RAW DATA -
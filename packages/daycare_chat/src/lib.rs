//! Daycare Chat - conversation and message state for the messaging client
//!
//! This crate holds everything the client knows about its conversations:
//! the conversation list, the per-conversation message logs, the composer
//! that turns user input into outbound events, and the wire protocol those
//! events travel in. It has no networking; outbound events go through an
//! [`Outbox`] supplied by the caller.
//!
//! # Example
//!
//! ```no_run
//! use std::sync::Arc;
//! use daycare_chat::{
//!     AttachmentPolicy, ChatEvent, Composer, LocalUser, MessagingSession, Outbox,
//!     Participant, ParticipantRole, SendError,
//! };
//!
//! struct Print;
//!
//! impl Outbox for Print {
//!     fn send(&self, event: &ChatEvent) -> Result<(), SendError> {
//!         println!("{}", event.to_frame()?);
//!         Ok(())
//!     }
//! }
//!
//! let me = LocalUser {
//!     id: "user1".to_string(),
//!     name: "Jane Doe".to_string(),
//!     role: ParticipantRole::Parent,
//! };
//! let mut session = MessagingSession::new(
//!     Composer::new(me, AttachmentPolicy::default()),
//!     Arc::new(Print),
//! );
//! session
//!     .start_with(&Participant {
//!         id: "provider1".to_string(),
//!         name: "Sunshine Daycare".to_string(),
//!         role: ParticipantRole::Provider,
//!     })
//!     .unwrap();
//! session.send_text("Hello").unwrap();
//! ```

pub mod attachment;
pub mod composer;
pub mod error;
pub mod model;
pub mod protocol;
pub mod session;
pub mod store;

pub use attachment::{AttachmentPolicy, PickedFile, default_allowed_types};
pub use composer::{Composer, Draft, LocalUser, new_message_id};
pub use error::{AttachmentError, ComposeError, SendError, StoreError};
pub use model::{
    Attachment, AttachmentKind, Conversation, ConversationStatus, DeliveryStatus, Message,
    Participant, ParticipantRole, Reaction,
};
pub use protocol::{ChatEvent, EventKind, RawFrame, ReactionUpdate, ReadReceipt};
pub use session::{Applied, MessagingSession, Outbox};
pub use store::{ConversationFilter, ConversationStore, MessageStore, ReadFilter, Toggle};
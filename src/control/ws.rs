//! Control WebSocket
//!
//! Pushes the status snapshot on every state change and at least every
//! three seconds as a keepalive. Incoming `{action: …}` frames behave like
//! the matching HTTP POST.

use std::sync::Arc;
use std::time::Duration;

use axum::{
    extract::{
        ws::{Message, WebSocket},
        State, WebSocketUpgrade,
    },
    response::Response,
};
use futures::stream::SplitSink;
use futures::{SinkExt, StreamExt};
use serde::Deserialize;
use tracing::{debug, warn};

use super::{build_status, start_worker, stop_worker};
use crate::scaler::routing::RoutingMode;
use crate::scaler::Scaler;

/// Keepalive push period
const KEEPALIVE: Duration = Duration::from_secs(3);

pub async fn ws_handler(State(scaler): State<Arc<Scaler>>, ws: WebSocketUpgrade) -> Response {
    ws.on_upgrade(move |socket| run_ws(scaler, socket))
}

#[derive(Debug, Deserialize)]
struct ActionFrame {
    action: String,
    #[serde(default)]
    mode: Option<String>,
    #[serde(default)]
    target: Option<String>,
}

async fn run_ws(scaler: Arc<Scaler>, socket: WebSocket) {
    let (mut ws_tx, mut ws_rx) = socket.split();
    let mut changes = scaler.subscribe_changes();
    let mut engine_events = scaler.engine.subscribe();
    let mut keepalive = tokio::time::interval(KEEPALIVE);

    if push_status(&scaler, &mut ws_tx).await.is_err() {
        return;
    }

    loop {
        tokio::select! {
            _ = keepalive.tick() => {
                if push_status(&scaler, &mut ws_tx).await.is_err() {
                    break;
                }
            }

            changed = changes.recv() => {
                if changed.is_err() {
                    // Lagged or closed; a fresh push is right either way
                    debug!("change channel lagged");
                }
                if push_status(&scaler, &mut ws_tx).await.is_err() {
                    break;
                }
            }

            event = engine_events.recv() => {
                if event.is_err() {
                    debug!("engine event channel lagged");
                }
                if push_status(&scaler, &mut ws_tx).await.is_err() {
                    break;
                }
            }

            incoming = ws_rx.next() => {
                match incoming {
                    Some(Ok(Message::Text(text))) => {
                        apply_action(&scaler, text.as_str());
                        if push_status(&scaler, &mut ws_tx).await.is_err() {
                            break;
                        }
                    }
                    Some(Ok(Message::Close(_))) | None => break,
                    Some(Err(e)) => {
                        debug!("control websocket error: {e}");
                        break;
                    }
                    Some(Ok(_)) => {}
                }
            }
        }
    }
}

async fn push_status(
    scaler: &Scaler,
    ws_tx: &mut SplitSink<WebSocket, Message>,
) -> Result<(), axum::Error> {
    let snapshot = build_status(scaler);
    let text = serde_json::to_string(&snapshot).unwrap_or_else(|_| "{}".to_string());
    ws_tx.send(Message::Text(text.into())).await
}

/// Apply one client action frame; equivalent to the matching HTTP POST
fn apply_action(scaler: &Arc<Scaler>, text: &str) {
    let frame: ActionFrame = match serde_json::from_str(text) {
        Ok(f) => f,
        Err(e) => {
            warn!("unparseable control frame: {e}");
            return;
        }
    };

    match frame.action.as_str() {
        "pause" => scaler.pause(),
        "resume" => scaler.resume(),
        "start" => {
            if let Err(e) = start_worker(scaler, frame.target) {
                warn!("ws start action failed: {e}");
            }
        }
        "stop" => {
            if let Err(e) = stop_worker(scaler, frame.target) {
                warn!("ws stop action failed: {e}");
            }
        }
        "route" => match frame.mode.as_deref().map(str::parse::<RoutingMode>) {
            Some(Ok(mode)) => scaler.set_mode(mode),
            _ => warn!("ws route action missing or invalid mode"),
        },
        other => warn!("unknown control action '{other}'"),
    }
}

#[cfg(test)]
mod tests {
    use super::*;
    use crate::config::ScalerConfig;
    use crate::fleet::{Fleet, FleetConfig};
    use crate::lifecycle::LifecycleEngine;

    fn test_scaler() -> Arc<Scaler> {
        let config =
            ScalerConfig::from_str("workers:\n  local:\n    url: http://127.0.0.1:11434\n")
                .unwrap();
        let engine = Arc::new(LifecycleEngine::from_scaler_config(&config));
        let fleet = Arc::new(Fleet::new(FleetConfig::default()));
        Arc::new(Scaler::new(config, engine, fleet))
    }

    #[test]
    fn test_apply_action_pause_and_route() {
        let scaler = test_scaler();

        apply_action(&scaler, r#"{"action":"pause"}"#);
        assert!(scaler.is_paused());

        apply_action(&scaler, r#"{"action":"resume"}"#);
        assert!(!scaler.is_paused());

        apply_action(&scaler, r#"{"action":"route","mode":"local"}"#);
        assert_eq!(scaler.mode(), RoutingMode::Local);
    }

    #[test]
    fn test_apply_action_ignores_garbage() {
        let scaler = test_scaler();
        apply_action(&scaler, "not json");
        apply_action(&scaler, r#"{"action":"warp"}"#);
        assert!(!scaler.is_paused());
    }
}
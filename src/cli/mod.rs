//! Command-line interface

use std::path::PathBuf;

use clap::{ArgAction, Args, Parser, Subcommand};

use crate::config::AgentConfig;

#[derive(Parser, Debug)]
#[command(name = "cloudburst")]
#[command(about = "Cloud-burst scaler and fleet control plane for LLM inference workers")]
#[command(version)]
pub struct Cli {
    /// Enable verbose logging output (-v, -vv, -vvv)
    #[arg(short, long, action = ArgAction::Count, global = true)]
    pub verbose: u8,

    #[command(subcommand)]
    pub command: Commands,
}

#[derive(Subcommand, Debug)]
pub enum Commands {
    /// Run the scaler: proxy front door, fleet control plane, lifecycle engine
    Serve(ServeArgs),
    /// Run the worker agent on a node
    Agent(AgentArgs),
}

#[derive(Args, Debug)]
pub struct ServeArgs {
    /// Path to the scaler config (default: ~/.config/cloudburst/config.yaml)
    #[arg(short, long, value_name = "FILE")]
    pub config: Option<PathBuf>,

    /// Override the bind address from the config
    #[arg(long, value_name = "ADDR")]
    pub bind_addr: Option<String>,

    /// Override the proxy listener port
    #[arg(long, value_name = "PORT")]
    pub proxy_port: Option<u16>,

    /// Override the fleet listener port
    #[arg(long, value_name = "PORT")]
    pub fleet_port: Option<u16>,

    /// Path to a .env file to load before starting
    #[arg(long, value_name = "FILE")]
    pub env_file: Option<PathBuf>,
}

#[derive(Args, Debug)]
pub struct AgentArgs {
    /// Control plane address
    #[arg(long, env = "CONTROL_PLANE_ADDR", value_name = "HOST:PORT")]
    pub control_plane: String,

    /// Node type: gpu-worker, lighthouse, or local
    #[arg(long = "type", value_name = "TYPE", default_value = "gpu-worker")]
    pub node_type: String,

    /// Node identity; autodetected from instance metadata or hostname
    #[arg(long, value_name = "ID")]
    pub node_id: Option<String>,

    /// Port for the local /health and /ready endpoints
    #[arg(long, value_name = "PORT", default_value_t = 9090)]
    pub health_port: u16,

    #[arg(long, value_name = "ID")]
    pub instance_id: Option<String>,

    #[arg(long, value_name = "IP")]
    pub mesh_ip: Option<String>,

    #[arg(long, value_name = "IP")]
    pub public_ip: Option<String>,

    #[arg(long, value_name = "REGION")]
    pub region: Option<String>,

    #[arg(long, value_name = "ZONE")]
    pub zone: Option<String>,

    /// NATS URL for the optional observational publisher
    #[arg(long, value_name = "URL")]
    pub broker_url: Option<String>,

    /// Inference backend this agent manages
    #[arg(long, value_name = "URL", default_value = "http://127.0.0.1:11434")]
    pub backend_url: String,

    /// Shell command that starts the backend service
    #[arg(long, value_name = "CMD")]
    pub backend_start_cmd: Option<String>,

    /// Shell command that stops the backend service
    #[arg(long, value_name = "CMD")]
    pub backend_stop_cmd: Option<String>,

    /// Path to a .env file to load before starting
    #[arg(long, value_name = "FILE")]
    pub env_file: Option<PathBuf>,
}

impl AgentArgs {
    /// Assemble the runtime agent configuration; fails on a bad node type
    pub fn to_config(&self) -> Result<AgentConfig, String> {
        let node_type = self.node_type.parse()?;
        let mut config = AgentConfig::new(self.control_plane.clone());
        config.node_type = node_type;
        config.node_id = self.node_id.clone();
        config.health_port = self.health_port;
        config.instance_id = self.instance_id.clone();
        config.mesh_ip = self.mesh_ip.clone();
        config.public_ip = self.public_ip.clone();
        config.region = self.region.clone();
        config.zone = self.zone.clone();
        config.broker_url = self.broker_url.clone();
        config.backend_url = self.backend_url.clone();
        config.backend_start_cmd = self.backend_start_cmd.clone();
        config.backend_stop_cmd = self.backend_stop_cmd.clone();
        Ok(config)
    }
}

#[cfg(test)]
mod tests {
    use super::*;
    use crate::proto::NodeType;

    #[test]
    fn test_parse_serve() {
        let cli = Cli::try_parse_from([
            "cloudburst",
            "serve",
            "--config",
            "/etc/cloudburst.yaml",
            "--proxy-port",
            "9080",
            "-vv",
        ])
        .unwrap();
        assert_eq!(cli.verbose, 2);
        match cli.command {
            Commands::Serve(args) => {
                assert_eq!(args.config.unwrap().to_str().unwrap(), "/etc/cloudburst.yaml");
                assert_eq!(args.proxy_port, Some(9080));
            }
            other => panic!("wrong command: {other:?}"),
        }
    }

    #[test]
    fn test_parse_agent_defaults() {
        let cli = Cli::try_parse_from([
            "cloudburst",
            "agent",
            "--control-plane",
            "10.0.0.1:8181",
        ])
        .unwrap();
        match cli.command {
            Commands::Agent(args) => {
                let config = args.to_config().unwrap();
                assert_eq!(config.control_plane, "10.0.0.1:8181");
                assert_eq!(config.node_type, NodeType::GpuWorker);
                assert_eq!(config.health_port, 9090);
                assert!(config.broker_url.is_none());
            }
            other => panic!("wrong command: {other:?}"),
        }
    }

    #[test]
    fn test_parse_agent_full() {
        let cli = Cli::try_parse_from([
            "cloudburst",
            "agent",
            "--control-plane",
            "cp:8181",
            "--type",
            "local",
            "--node-id",
            "basement",
            "--mesh-ip",
            "100.64.0.2",
            "--broker-url",
            "nats://127.0.0.1:4222",
        ])
        .unwrap();
        match cli.command {
            Commands::Agent(args) => {
                let config = args.to_config().unwrap();
                assert_eq!(config.node_type, NodeType::Local);
                assert_eq!(config.node_id.as_deref(), Some("basement"));
                assert_eq!(config.mesh_ip.as_deref(), Some("100.64.0.2"));
                assert_eq!(config.broker_url.as_deref(), Some("nats://127.0.0.1:4222"));
            }
            other => panic!("wrong command: {other:?}"),
        }
    }

    #[test]
    fn test_agent_rejects_bad_type() {
        let cli = Cli::try_parse_from([
            "cloudburst",
            "agent",
            "--control-plane",
            "cp:8181",
            "--type",
            "mainframe",
        ])
        .unwrap();
        match cli.command {
            Commands::Agent(args) => assert!(args.to_config().is_err()),
            other => panic!("wrong command: {other:?}"),
        }
    }

    #[test]
    fn test_agent_requires_control_plane() {
        // Neither the flag nor the env var is set
        std::env::remove_var("CONTROL_PLANE_ADDR");
        assert!(Cli::try_parse_from(["cloudburst", "agent"]).is_err());
    }
}
//! Wire protocol between the fleet control plane and worker agents
//!
//! Every message exchanged over the agent channel is defined here so that
//! both sides of the wire share one schema. Agents talk to the fleet over
//! two request/response calls (`Register`, `Heartbeat`) plus a persistent
//! WebSocket carrying two discriminated unions: [`AgentMessage`] upstream
//! and [`ControlMessage`] downstream.

use std::collections::HashMap;

use chrono::{DateTime, Utc};
use serde::{Deserialize, Serialize};
use uuid::Uuid;

/// Kind of node joining the fleet
#[derive(Debug, Clone, Copy, PartialEq, Eq, Hash, Serialize, Deserialize, Default)]
#[serde(rename_all = "kebab-case")]
pub enum NodeType {
    /// Ephemeral cloud instance carrying one or more GPUs
    #[default]
    GpuWorker,
    /// Mesh coordination node (no inference backend)
    Lighthouse,
    /// Always-on node in the home cluster
    Local,
}

impl std::fmt::Display for NodeType {
    fn fmt(&self, f: &mut std::fmt::Formatter<'_>) -> std::fmt::Result {
        match self {
            Self::GpuWorker => write!(f, "gpu-worker"),
            Self::Lighthouse => write!(f, "lighthouse"),
            Self::Local => write!(f, "local"),
        }
    }
}

impl std::str::FromStr for NodeType {
    type Err = String;

    fn from_str(s: &str) -> Result<Self, Self::Err> {
        match s {
            "gpu-worker" => Ok(Self::GpuWorker),
            "lighthouse" => Ok(Self::Lighthouse),
            "local" => Ok(Self::Local),
            other => Err(format!("unknown node type '{other}'")),
        }
    }
}

/// Hardware capabilities declared at registration
#[derive(Debug, Clone, Serialize, Deserialize, Default)]
pub struct NodeCapabilities {
    #[serde(default)]
    pub has_gpu: bool,

    #[serde(default)]
    pub gpu_count: u32,

    #[serde(skip_serializing_if = "Option::is_none")]
    pub gpu_model: Option<String>,
}

impl NodeCapabilities {
    pub fn with_gpu(count: u32, model: impl Into<String>) -> Self {
        Self {
            has_gpu: count > 0,
            gpu_count: count,
            gpu_model: Some(model.into()),
        }
    }
}

/// First message an agent sends; creates or refreshes its Node record
#[derive(Debug, Clone, Serialize, Deserialize)]
pub struct RegisterRequest {
    pub node_id: String,

    pub node_type: NodeType,

    /// Cloud instance id, when running on a provisioned VM
    #[serde(skip_serializing_if = "Option::is_none")]
    pub instance_id: Option<String>,

    /// Address on the overlay network
    #[serde(skip_serializing_if = "Option::is_none")]
    pub mesh_ip: Option<String>,

    #[serde(skip_serializing_if = "Option::is_none")]
    pub public_ip: Option<String>,

    #[serde(skip_serializing_if = "Option::is_none")]
    pub private_ip: Option<String>,

    #[serde(skip_serializing_if = "Option::is_none")]
    pub region: Option<String>,

    #[serde(skip_serializing_if = "Option::is_none")]
    pub zone: Option<String>,

    #[serde(default)]
    pub capabilities: NodeCapabilities,

    /// Free-form labels; `override=true` permits claiming a reserved identity
    #[serde(default)]
    pub labels: HashMap<String, String>,
}

/// Fleet's answer to [`RegisterRequest`]
#[derive(Debug, Clone, Serialize, Deserialize)]
pub struct RegisterResponse {
    pub accepted: bool,

    pub message: String,

    /// Identity the fleet will address this node by
    #[serde(skip_serializing_if = "Option::is_none")]
    pub assigned_id: Option<String>,

    pub heartbeat_interval_sec: u64,

    pub status_interval_sec: u64,
}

PROBLEM REQUIREMENTS - For each line in the records that holds "ScalerConfig", show that line as it stands.

ANSWER FOR THE TASK -
    use crate::config::ScalerConfig;
            ScalerConfig::from_str("workers:\n  local:\n    url: http://127.0.0.1:11434\n")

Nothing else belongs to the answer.